Cooperative board games are escapism in a box. They run the gamut of theme and mechanics, but they allow you to explore these in the company of good friends without needing to worry that Bob will stab you in the back. Perhaps you are the captain of a submarine about to be swallowed by a fearsome kraken or a crew aboard a spaceship on course for a death dive into the heart of a sun. Whatever tickles your fancy, there's a co-op game for that.
This top ten list is my favourite co-op one shots, so we’re looking at non-legacy, non-campaign games that can be played in around an hour with a group of like minded individuals. Starting with...
10 - Sub Terra
Sub Terra is a game about a group of cavers trapped underground searching for an exit while pursued by creatures called The Horrors. On their turns players can take two actions safely but can push themselves to take a third at the risk of injuring themselves. The game is entirely about risk management. There are not enough turns in the game to move slowly and cautiously and still find the exit.
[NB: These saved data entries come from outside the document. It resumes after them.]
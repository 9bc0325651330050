//! HTTP handlers for ingestion-service.

pub mod records;

use std::sync::Arc;

use axum::{extract::State, http::StatusCode, response::IntoResponse, Json};
use serde_json::json;

use crate::services::{get_metrics, ReceivableRepository};

/// State for health check endpoints.
#[derive(Clone)]
pub struct HealthState {
    pub repository: Arc<dyn ReceivableRepository>,
}

/// Health check endpoint for Docker/K8s liveness probes.
pub async fn health_check(State(state): State<HealthState>) -> impl IntoResponse {
    match state.repository.health_check().await {
        Ok(_) => {
            tracing::debug!("Health check passed");
            (
                StatusCode::OK,
                Json(json!({
                    "status": "ok",
                    "service": "ingestion-service",
                    "version": env!("CARGO_PKG_VERSION")
                })),
            )
        }
        Err(e) => {
            tracing::warn!(error = %e, "Health check failed - database unavailable");
            (
                StatusCode::SERVICE_UNAVAILABLE,
                Json(json!({
                    "status": "unhealthy",
                    "service": "ingestion-service",
                    "error": e.to_string()
                })),
            )
        }
    }
}

/// Readiness check endpoint for K8s readiness probes.
pub async fn readiness_check(State(state): State<HealthState>) -> impl IntoResponse {
    match state.repository.health_check().await {
        Ok(_) => StatusCode::OK,
        Err(e) => {
            tracing::warn!(error = %e, "Readiness check failed");
            StatusCode::SERVICE_UNAVAILABLE
        }
    }
}

/// Metrics endpoint for Prometheus scraping.
pub async fn metrics_handler() -> impl IntoResponse {
    (
        StatusCode::OK,
        [("content-type", "text/plain; charset=utf-8")],
        get_metrics(),
    )
}
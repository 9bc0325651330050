//! Application startup and lifecycle management.

use std::sync::Arc;

use axum::{middleware, routing::get, Router};
use service_core::error::AppError;
use service_core::middleware::metrics::metrics_middleware;
use service_core::middleware::tracing::{request_id_middleware, RequestIdMakeSpan};
use tokio::net::TcpListener;
use tower_http::trace::TraceLayer;

use crate::config::IngestionConfig;
use crate::handlers::{self, HealthState};
use crate::models::RecordKind;
use crate::services::{init_metrics, Database, ReceivableRepository, RecordService};

/// Build the HTTP router over any repository implementation.
pub fn build_router(repository: Arc<dyn ReceivableRepository>) -> Router {
    let invoices = Arc::new(RecordService::new(RecordKind::Invoice, repository.clone()));
    let credit_notes = Arc::new(RecordService::new(RecordKind::CreditNote, repository.clone()));

    Router::new()
        .route("/health", get(handlers::health_check))
        .route("/ready", get(handlers::readiness_check))
        .route("/metrics", get(handlers::metrics_handler))
        .with_state(HealthState { repository })
        .nest(RecordKind::Invoice.path(), handlers::records::router(invoices))
        .nest(
            RecordKind::CreditNote.path(),
            handlers::records::router(credit_notes),
        )
        .layer(TraceLayer::new_for_http().make_span_with(RequestIdMakeSpan))
        .layer(middleware::from_fn(metrics_middleware))
        .layer(middleware::from_fn(request_id_middleware))
}

/// Application container for managing server lifecycle.
pub struct Application {
    port: u16,
    listener: TcpListener,
    db: Database,
    router: Router,
}

impl Application {
    /// Build the application with the given configuration.
    pub async fn build(config: IngestionConfig) -> Result<Self, AppError> {
        Self::build_internal(config, true).await
    }

    /// Build the application without running migrations.
    /// Use this in tests when migrations are already applied by the test harness.
    pub async fn build_without_migrations(config: IngestionConfig) -> Result<Self, AppError> {
        Self::build_internal(config, false).await
    }

    async fn build_internal(config: IngestionConfig, run_migrations: bool) -> Result<Self, AppError> {
        init_metrics();

        let db = Database::new(
            &config.database.url,
            config.database.max_connections,
            config.database.min_connections,
        )
        .await
        .map_err(|e| {
            tracing::error!(error = %e, "Failed to connect to PostgreSQL");
            e
        })?;

        if run_migrations {
            db.run_migrations().await.map_err(|e| {
                tracing::error!(error = %e, "Failed to run migrations");
                e
            })?;
        }

        let router = build_router(Arc::new(db.clone()));

        // Port 0 binds a random port, which tests rely on.
        let addr = config.common.socket_addr();
        let listener = TcpListener::bind(addr).await.map_err(|e| {
            tracing::error!(error = %e, addr = %addr, "Failed to bind HTTP listener");
            AppError::from(e)
        })?;
        let port = listener.local_addr()?.port();

        tracing::info!(port = port, "Ingestion service listener bound");

        Ok(Self {
            port,
            listener,
            db,
            router,
        })
    }

    /// Get the port the server is listening on.
    pub fn port(&self) -> u16 {
        self.port
    }

    /// Get a reference to the database.
    pub fn db(&self) -> &Database {
        &self.db
    }

    /// Run the application until stopped.
    pub async fn run_until_stopped(self) -> std::io::Result<()> {
        tracing::info!(
            service = "ingestion-service",
            version = env!("CARGO_PKG_VERSION"),
            port = self.port,
            "Service ready to accept connections"
        );

        axum::serve(self.listener, self.router).await
    }
}
//! service-core: Shared infrastructure for the receivables services.
pub mod config;
pub mod error;
pub mod middleware;
pub mod observability;

pub use axum;
pub use serde;
pub use serde_json;
pub use tokio;
pub use tower;
pub use tower_http;
pub use tracing;
pub use validator;
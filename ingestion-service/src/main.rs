//! Ingestion Service entry point.

use ingestion_service::config::IngestionConfig;
use ingestion_service::startup::Application;

use service_core::observability::init_tracing;
use tokio::signal;

async fn shutdown_signal() {
    let ctrl_c = async {
        signal::ctrl_c()
            .await
            .expect("Failed to install Ctrl+C handler");
    };

    #[cfg(unix)]
    let terminate = async {
        signal::unix::signal(signal::unix::SignalKind::terminate())
            .expect("Failed to install SIGTERM handler")
            .recv()
            .await;
    };

    #[cfg(not(unix))]
    let terminate = std::future::pending::<()>();

    tokio::select! {
        _ = ctrl_c => {},
        _ = terminate => {},
    }

    tracing::info!("Shutdown signal received, starting graceful shutdown");
}

#[tokio::main]
async fn main() -> std::io::Result<()> {
    let config = IngestionConfig::from_env().map_err(|e| {
        eprintln!("Failed to load configuration: {}", e);
        std::io::Error::other(format!("Configuration error: {}", e))
    })?;

    init_tracing(
        &config.service_name,
        &config.log_level,
        config.otlp_endpoint.as_deref(),
    );

    tracing::info!(
        version = %config.service_version,
        service_name = %config.service_name,
        port = %config.common.port,
        db_max_connections = %config.database.max_connections,
        db_min_connections = %config.database.min_connections,
        "Configuration loaded"
    );

    let app = Application::build(config).await.map_err(|e| {
        tracing::error!(error = %e, "Failed to build application");
        std::io::Error::other(format!("Application build error: {}", e))
    })?;

    tokio::select! {
        result = app.run_until_stopped() => {
            if let Err(e) = result {
                tracing::error!(error = %e, "Application error");
                return Err(e);
            }
        }
        _ = shutdown_signal() => {
            tracing::info!("Graceful shutdown initiated");
        }
    }

    tracing::info!("Service shutdown complete");
    Ok(())
}
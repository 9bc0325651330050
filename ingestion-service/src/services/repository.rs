//! Storage seam for receivables.

use std::collections::{BTreeMap, HashMap};
use std::sync::Mutex;

use async_trait::async_trait;
use service_core::error::AppError;

use crate::models::{Receivable, RecordKind};

/// CRUD access to one receivable table per [`RecordKind`], keyed by reference.
#[async_trait]
pub trait ReceivableRepository: Send + Sync {
    async fn get_all(&self, kind: RecordKind) -> Result<Vec<Receivable>, AppError>;

    async fn get_by_reference(
        &self,
        kind: RecordKind,
        reference: &str,
    ) -> Result<Option<Receivable>, AppError>;

    /// Insert every record as one storage operation; either all rows land or none do.
    async fn insert_bulk(&self, kind: RecordKind, records: &[Receivable]) -> Result<u64, AppError>;

    /// Overwrite all columns of the row with the record's reference. Returns false if no row matched.
    async fn update(&self, kind: RecordKind, record: &Receivable) -> Result<bool, AppError>;

    /// Returns the number of rows removed (0 or 1).
    async fn delete(&self, kind: RecordKind, reference: &str) -> Result<u64, AppError>;

    async fn health_check(&self) -> Result<(), AppError>;
}

/// Process-local repository used by tests and local runs without PostgreSQL.
pub struct InMemoryRepository {
    tables: Mutex<HashMap<RecordKind, BTreeMap<String, Receivable>>>,
}

impl Default for InMemoryRepository {
    fn default() -> Self {
        Self::new()
    }
}

impl InMemoryRepository {
    pub fn new() -> Self {
        Self {
            tables: Mutex::new(HashMap::new()),
        }
    }

    fn with_table<T>(
        &self,
        kind: RecordKind,
        f: impl FnOnce(&mut BTreeMap<String, Receivable>) -> Result<T, AppError>,
    ) -> Result<T, AppError> {
        let mut tables = self
            .tables
            .lock()
            .map_err(|e| AppError::InternalError(anyhow::anyhow!("Repository mutex poisoned: {}", e)))?;
        f(tables.entry(kind).or_default())
    }
}

#[async_trait]
impl ReceivableRepository for InMemoryRepository {
    async fn get_all(&self, kind: RecordKind) -> Result<Vec<Receivable>, AppError> {
        self.with_table(kind, |table| Ok(table.values().cloned().collect()))
    }

    async fn get_by_reference(
        &self,
        kind: RecordKind,
        reference: &str,
    ) -> Result<Option<Receivable>, AppError> {
        self.with_table(kind, |table| Ok(table.get(reference).cloned()))
    }

    async fn insert_bulk(&self, kind: RecordKind, records: &[Receivable]) -> Result<u64, AppError> {
        self.with_table(kind, |table| {
            let mut seen = std::collections::HashSet::new();
            if let Some(dup) = records
                .iter()
                .find(|r| table.contains_key(&r.reference) || !seen.insert(r.reference.as_str()))
            {
                return Err(AppError::Conflict(anyhow::anyhow!(
                    "{} '{}' already exists",
                    kind.label(),
                    dup.reference
                )));
            }

            for record in records {
                table.insert(record.reference.clone(), record.clone());
            }
            Ok(records.len() as u64)
        })
    }

    async fn update(&self, kind: RecordKind, record: &Receivable) -> Result<bool, AppError> {
        self.with_table(kind, |table| match table.get_mut(&record.reference) {
            Some(existing) => {
                *existing = record.clone();
                Ok(true)
            }
            None => Ok(false),
        })
    }

    async fn delete(&self, kind: RecordKind, reference: &str) -> Result<u64, AppError> {
        self.with_table(kind, |table| Ok(u64::from(table.remove(reference).is_some())))
    }

    async fn health_check(&self) -> Result<(), AppError> {
        Ok(())
    }
}
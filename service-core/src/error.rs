use axum::{
    Json,
    http::StatusCode,
    response::{IntoResponse, Response},
};
use serde::Serialize;
use thiserror::Error;

#[derive(Debug, Error)]
pub enum AppError {
    #[error("Validation error: {0}")]
    ValidationError(#[from] validator::ValidationErrors),

    #[error("Bad request: {0}")]
    BadRequest(anyhow::Error),

    #[error("Not found: {0}")]
    NotFound(anyhow::Error),

    #[error("Conflict: {0}")]
    Conflict(anyhow::Error),

    #[error("Internal server error: {0}")]
    InternalError(#[from] anyhow::Error),

    #[error("Database error: {0}")]
    DatabaseError(anyhow::Error),

    #[error("Configuration error: {0}")]
    ConfigError(anyhow::Error),
}

impl AppError {
    pub fn bad_request(msg: impl Into<String>) -> Self {
        AppError::BadRequest(anyhow::anyhow!(msg.into()))
    }

    pub fn not_found(msg: impl Into<String>) -> Self {
        AppError::NotFound(anyhow::anyhow!(msg.into()))
    }

    pub fn status(&self) -> StatusCode {
        match self {
            AppError::ValidationError(_) => StatusCode::UNPROCESSABLE_ENTITY,
            AppError::BadRequest(_) => StatusCode::BAD_REQUEST,
            AppError::NotFound(_) => StatusCode::NOT_FOUND,
            AppError::Conflict(_) => StatusCode::CONFLICT,
            AppError::InternalError(_) | AppError::DatabaseError(_) | AppError::ConfigError(_) => {
                StatusCode::INTERNAL_SERVER_ERROR
            }
        }
    }
}

impl From<config::ConfigError> for AppError {
    fn from(err: config::ConfigError) -> Self {
        AppError::ConfigError(anyhow::Error::new(err))
    }
}

impl From<std::io::Error> for AppError {
    fn from(err: std::io::Error) -> Self {
        AppError::InternalError(anyhow::Error::new(err))
    }
}

#[derive(Debug, Serialize)]
pub struct ErrorResponse {
    pub error: String,
    #[serde(skip_serializing_if = "Option::is_none")]
    pub details: Option<String>,
}

impl IntoResponse for AppError {
    fn into_response(self) -> Response {
        let status = self.status();

        let (error, details) = match self {
            AppError::ValidationError(err) => {
                ("Validation error".to_string(), Some(err.to_string()))
            }
            AppError::BadRequest(err) | AppError::NotFound(err) | AppError::Conflict(err) => {
                (err.to_string(), None)
            }
            AppError::InternalError(err) => {
                tracing::error!(error = ?err, "Internal server error");
                ("Internal server error".to_string(), None)
            }
            AppError::DatabaseError(err) => {
                tracing::error!(error = %err, "Database error");
                ("Database error".to_string(), Some(err.to_string()))
            }
            AppError::ConfigError(err) => {
                ("Configuration error".to_string(), Some(err.to_string()))
            }
        };

        (status, Json(ErrorResponse { error, details })).into_response()
    }
}
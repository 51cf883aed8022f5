#![no_std]

//! Over-collateralized lending pool: per-asset supply and debt ledgers with
//! simple interest accrual and a fixed 150% collateral requirement summed
//! across every registered asset.

mod constants;
mod contract;
mod error;
mod events;
mod health;
mod helpers;
mod interest;
mod registry;
mod storage;

pub use constants::*;
pub use contract::*;
pub use error::LendingError;
pub use storage::{AccountTotals, Pool, Position};
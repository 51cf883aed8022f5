use soroban_sdk::contracterror;

/// Every way a pool operation can be refused. A refused operation leaves no
/// trace: the host discards all storage writes and events of the invocation.
#[contracterror]
#[derive(Copy, Clone, Debug, Eq, PartialEq, PartialOrd, Ord)]
#[repr(u32)]
pub enum LendingError {
    NotInitialized = 1,
    AlreadyInitialized = 2,

    InvalidAmount = 10,
    UnsupportedAsset = 11,
    AlreadyRegistered = 12,
    RateOutOfRange = 13,

    InsufficientLiquidity = 20,
    InsufficientCollateral = 21,
    CollateralBreach = 22,
    InsufficientBalance = 23,
    NoDebt = 24,

    TransferFailed = 30,
    MathOverflow = 31,
    Reentrant = 32,
}
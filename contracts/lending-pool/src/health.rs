use soroban_sdk::{log, Address, Env};

use crate::constants::{BASIS_POINTS, COLLATERAL_RATIO_BPS};
use crate::error::LendingError;
use crate::storage::{read_assets, read_position, AccountTotals};

/// `collateral * BASIS_POINTS >= debt * COLLATERAL_RATIO_BPS`.
///
/// Amounts are raw token units: every asset counts one-for-one, there is no
/// price conversion.
pub fn is_collateralized(collateral: i128, debt: i128) -> Result<bool, LendingError> {
    let lhs = collateral
        .checked_mul(BASIS_POINTS)
        .ok_or(LendingError::MathOverflow)?;
    let rhs = debt
        .checked_mul(COLLATERAL_RATIO_BPS)
        .ok_or(LendingError::MathOverflow)?;
    Ok(lhs >= rhs)
}

/// Sums `user`'s supply and debt over every registered asset. When
/// `withdrawal` is given, that amount is taken off the supply of that asset
/// first, floored at zero.
pub fn account_totals(
    env: &Env,
    user: &Address,
    withdrawal: Option<(&Address, i128)>,
) -> Result<AccountTotals, LendingError> {
    let mut totals = AccountTotals {
        collateral: 0,
        debt: 0,
    };
    for asset in read_assets(env).iter() {
        let Some(position) = read_position(env, &asset, user) else {
            continue;
        };
        let mut supply = position.supply_balance;
        if let Some((withdraw_asset, amount)) = withdrawal {
            if *withdraw_asset == asset {
                supply = supply.saturating_sub(amount).max(0);
            }
        }
        totals.collateral = totals
            .collateral
            .checked_add(supply)
            .ok_or(LendingError::MathOverflow)?;
        totals.debt = totals
            .debt
            .checked_add(position.debt_balance)
            .ok_or(LendingError::MathOverflow)?;
    }
    Ok(totals)
}

/// Would `user` stay collateralized after taking on `extra_debt` more?
pub fn can_borrow(env: &Env, user: &Address, extra_debt: i128) -> Result<bool, LendingError> {
    let totals = account_totals(env, user, None)?;
    let debt = totals
        .debt
        .checked_add(extra_debt)
        .ok_or(LendingError::MathOverflow)?;
    let ok = is_collateralized(totals.collateral, debt)?;
    if !ok {
        log!(env, "borrow refused", user.clone(), totals.collateral, debt);
    }
    Ok(ok)
}

/// Would `user` stay collateralized after pulling `amount` of `asset` out?
/// Always true for an account without debt.
pub fn can_withdraw(
    env: &Env,
    user: &Address,
    asset: &Address,
    amount: i128,
) -> Result<bool, LendingError> {
    let totals = account_totals(env, user, Some((asset, amount)))?;
    if totals.debt == 0 {
        return Ok(true);
    }
    let ok = is_collateralized(totals.collateral, totals.debt)?;
    if !ok {
        log!(env, "withdraw refused", user.clone(), totals.collateral, totals.debt);
    }
    Ok(ok)
}

#[cfg(test)]
mod test {
    use super::*;

    #[test]
    fn test_exact_ratio_is_enough() {
        assert_eq!(is_collateralized(1_500, 1_000), Ok(true));
        assert_eq!(is_collateralized(1_499, 1_000), Ok(false));
    }

    #[test]
    fn test_borrow_scenarios() {
        // 1000 * 10000 >= 600 * 15000
        assert_eq!(is_collateralized(1_000, 600), Ok(true));
        // 1000 * 10000 < 700 * 15000
        assert_eq!(is_collateralized(1_000, 700), Ok(false));
    }

    #[test]
    fn test_zero_debt_needs_nothing() {
        assert_eq!(is_collateralized(0, 0), Ok(true));
    }

    #[test]
    fn test_overflow_is_reported() {
        assert_eq!(
            is_collateralized(i128::MAX, 1),
            Err(LendingError::MathOverflow)
        );
    }
}
use soroban_sdk::{contract, contractimpl, log, Address, Env, Vec};

use crate::error::LendingError;
use crate::events::{AdminUpdated, Borrow, Initialized, Repay, Supply, Withdraw};
use crate::health::{account_totals, can_borrow, can_withdraw};
use crate::helpers::{pull, push, require_positive};
use crate::interest::{self, accrue};
use crate::registry;
use crate::storage::*;

#[contract]
pub struct LendingPool;

#[contractimpl]
impl LendingPool {
    /// One-shot setup: records the administrator allowed to register assets.
    pub fn initialize(env: Env, admin: Address) -> Result<(), LendingError> {
        if is_initialized(&env) {
            return Err(LendingError::AlreadyInitialized);
        }
        admin.require_auth();
        env.storage().instance().set(&DataKey::Initialized, &true);
        write_admin(&env, &admin);
        bump_core_ttl(&env);
        Initialized { admin }.publish(&env);
        Ok(())
    }

    /// Admin: hand the administrator role to `new_admin`.
    pub fn set_admin(env: Env, new_admin: Address) -> Result<(), LendingError> {
        let current = require_admin(&env)?;
        write_admin(&env, &new_admin);
        AdminUpdated {
            previous: current.address().clone(),
            admin: new_admin,
        }
        .publish(&env);
        Ok(())
    }

    pub fn get_admin(env: Env) -> Result<Address, LendingError> {
        read_admin(&env)
    }

    /// Admin: open a pool for `asset` with a fixed yearly rate in basis
    /// points (at most 5000).
    pub fn register_asset(
        env: Env,
        asset: Address,
        interest_rate_bps: u32,
    ) -> Result<(), LendingError> {
        let admin = require_admin(&env)?;
        registry::register(&env, &admin, &asset, interest_rate_bps)
    }

    pub fn is_supported(env: Env, asset: Address) -> bool {
        registry::is_supported(&env, &asset)
    }

    /// Registered assets in registration order.
    pub fn get_supported_assets(env: Env) -> Vec<Address> {
        read_assets(&env)
    }

    /// Deposit `amount` of `asset` from `user` into its pool.
    pub fn supply(env: Env, user: Address, asset: Address, amount: i128) -> Result<(), LendingError> {
        ensure_initialized(&env)?;
        user.require_auth();
        with_operation_lock(&env, || {
            require_positive(amount)?;
            let now = env.ledger().timestamp();
            let (mut pool, mut position) = accrue(&env, &asset, &user, now)?;

            position.supply_balance = position
                .supply_balance
                .checked_add(amount)
                .ok_or(LendingError::MathOverflow)?;
            pool.total_supplied = pool
                .total_supplied
                .checked_add(amount)
                .ok_or(LendingError::MathOverflow)?;
            write_pool(&env, &asset, &pool);
            write_position(&env, &asset, &user, &position);

            pull(&env, &asset, &user, amount)?;

            Supply { asset: asset.clone(), user: user.clone(), amount }.publish(&env);
            Ok(())
        })
    }

    /// Borrow `amount` of `asset` against the user's deposits across every
    /// pool.
    pub fn borrow(env: Env, user: Address, asset: Address, amount: i128) -> Result<(), LendingError> {
        ensure_initialized(&env)?;
        user.require_auth();
        with_operation_lock(&env, || {
            require_positive(amount)?;
            let now = env.ledger().timestamp();
            let (mut pool, mut position) = accrue(&env, &asset, &user, now)?;

            let borrowed_after = pool
                .total_borrowed
                .checked_add(amount)
                .ok_or(LendingError::MathOverflow)?;
            if pool.total_supplied < borrowed_after {
                log!(&env, "not enough liquidity", asset.clone(), pool.available_liquidity(), amount);
                return Err(LendingError::InsufficientLiquidity);
            }
            if !can_borrow(&env, &user, amount)? {
                return Err(LendingError::InsufficientCollateral);
            }

            position.debt_balance = position
                .debt_balance
                .checked_add(amount)
                .ok_or(LendingError::MathOverflow)?;
            pool.total_borrowed = borrowed_after;
            write_pool(&env, &asset, &pool);
            write_position(&env, &asset, &user, &position);

            push(&env, &asset, &user, amount)?;

            Borrow { asset: asset.clone(), user: user.clone(), amount }.publish(&env);
            Ok(())
        })
    }

    /// Pay back up to `amount` of the user's `asset` debt. Returns what was
    /// actually taken, which is capped at the outstanding debt.
    pub fn repay(env: Env, user: Address, asset: Address, amount: i128) -> Result<i128, LendingError> {
        ensure_initialized(&env)?;
        user.require_auth();
        with_operation_lock(&env, || {
            require_positive(amount)?;
            let now = env.ledger().timestamp();
            let (mut pool, mut position) = accrue(&env, &asset, &user, now)?;

            if position.debt_balance <= 0 {
                return Err(LendingError::NoDebt);
            }
            let effective = amount.min(position.debt_balance);

            position.debt_balance -= effective;
            pool.total_borrowed = pool
                .total_borrowed
                .checked_sub(effective)
                .ok_or(LendingError::MathOverflow)?;
            write_pool(&env, &asset, &pool);
            write_position(&env, &asset, &user, &position);

            pull(&env, &asset, &user, effective)?;

            Repay { asset: asset.clone(), user: user.clone(), amount: effective }.publish(&env);
            Ok(effective)
        })
    }

    /// Take `amount` of `asset` back out of the user's deposit.
    pub fn withdraw(env: Env, user: Address, asset: Address, amount: i128) -> Result<(), LendingError> {
        ensure_initialized(&env)?;
        user.require_auth();
        with_operation_lock(&env, || {
            require_positive(amount)?;
            let now = env.ledger().timestamp();
            let (mut pool, mut position) = accrue(&env, &asset, &user, now)?;

            if position.supply_balance < amount {
                return Err(LendingError::InsufficientBalance);
            }
            if !can_withdraw(&env, &user, &asset, amount)? {
                return Err(LendingError::CollateralBreach);
            }
            let supplied_after = pool.total_supplied - amount;
            if supplied_after < pool.total_borrowed {
                log!(&env, "withdraw would strand borrows", asset.clone(), supplied_after, pool.total_borrowed);
                return Err(LendingError::InsufficientLiquidity);
            }

            position.supply_balance -= amount;
            pool.total_supplied = supplied_after;
            write_pool(&env, &asset, &pool);
            write_position(&env, &asset, &user, &position);

            push(&env, &asset, &user, amount)?;

            Withdraw { asset: asset.clone(), user: user.clone(), amount }.publish(&env);
            Ok(())
        })
    }

    pub fn get_user_supply(env: Env, asset: Address, user: Address) -> i128 {
        read_position(&env, &asset, &user)
            .map(|p| p.supply_balance)
            .unwrap_or(0)
    }

    /// Stored debt, as of the user's last accrual.
    pub fn get_user_borrow(env: Env, asset: Address, user: Address) -> i128 {
        read_position(&env, &asset, &user)
            .map(|p| p.debt_balance)
            .unwrap_or(0)
    }

    /// `(total_supplied, total_borrowed, interest_rate_bps)` for `asset`.
    pub fn get_pool_info(env: Env, asset: Address) -> Result<(i128, i128, u32), LendingError> {
        let pool = load_pool(&env, &asset)?;
        Ok((pool.total_supplied, pool.total_borrowed, pool.interest_rate_bps))
    }

    /// The user's position in `asset`; an untouched position reads as empty
    /// and is not persisted.
    pub fn get_position(env: Env, asset: Address, user: Address) -> Position {
        read_position(&env, &asset, &user)
            .unwrap_or_else(|| Position::open(env.ledger().timestamp()))
    }

    /// Raw-unit collateral and debt summed over every registered asset.
    pub fn get_account_totals(env: Env, user: Address) -> Result<AccountTotals, LendingError> {
        account_totals(&env, &user, None)
    }

    /// Debt including interest that would accrue if the user acted now.
    pub fn preview_debt(env: Env, asset: Address, user: Address) -> Result<i128, LendingError> {
        let pool = load_pool(&env, &asset)?;
        let Some(position) = read_position(&env, &asset, &user) else {
            return Ok(0);
        };
        interest::preview_debt(&pool, &position, env.ledger().timestamp())
    }
}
For example, you can choose for a single action to look at an adjacent tile, or you can move to an adjacent revealed tile, or for a single action you can move to an adjacent unrevealed tile, but at the risk of it being hazardous. You can’t always look before you leap in this game as there is an event deck ticking down to your inevitable demise.
Players can split up to cover more ground but doing so means that if, or indeed when, you get knocked unconscious by a sudden flood or unexpected cave-in no one will be there to revive you. And we’ve played this game plenty of times when the whole team has been devoured by going back to save another member of the team.
It’s amazing in Sub Terra how the theme pulls you in. You can win the game even if two cavers are left behind, but players will almost always prioritise getting everyone out over their own victory.
With eight playable characters and a different cave every time Sub Terra is very replayable and incredibly difficult to win. However it can feature player elimination, unless playing with less than four where players then control two characters instead of one.
9 - Marvel United
Marvel United is a very simple game with an approachable theme which I’ve had tons of luck with when teaching to new players. Each player takes on the role of a superhero in the Marvel Universe. All the characters in the core box are known entities from the movies so players will find the theming familiar. They also pick one of three villains in the base box to face off against.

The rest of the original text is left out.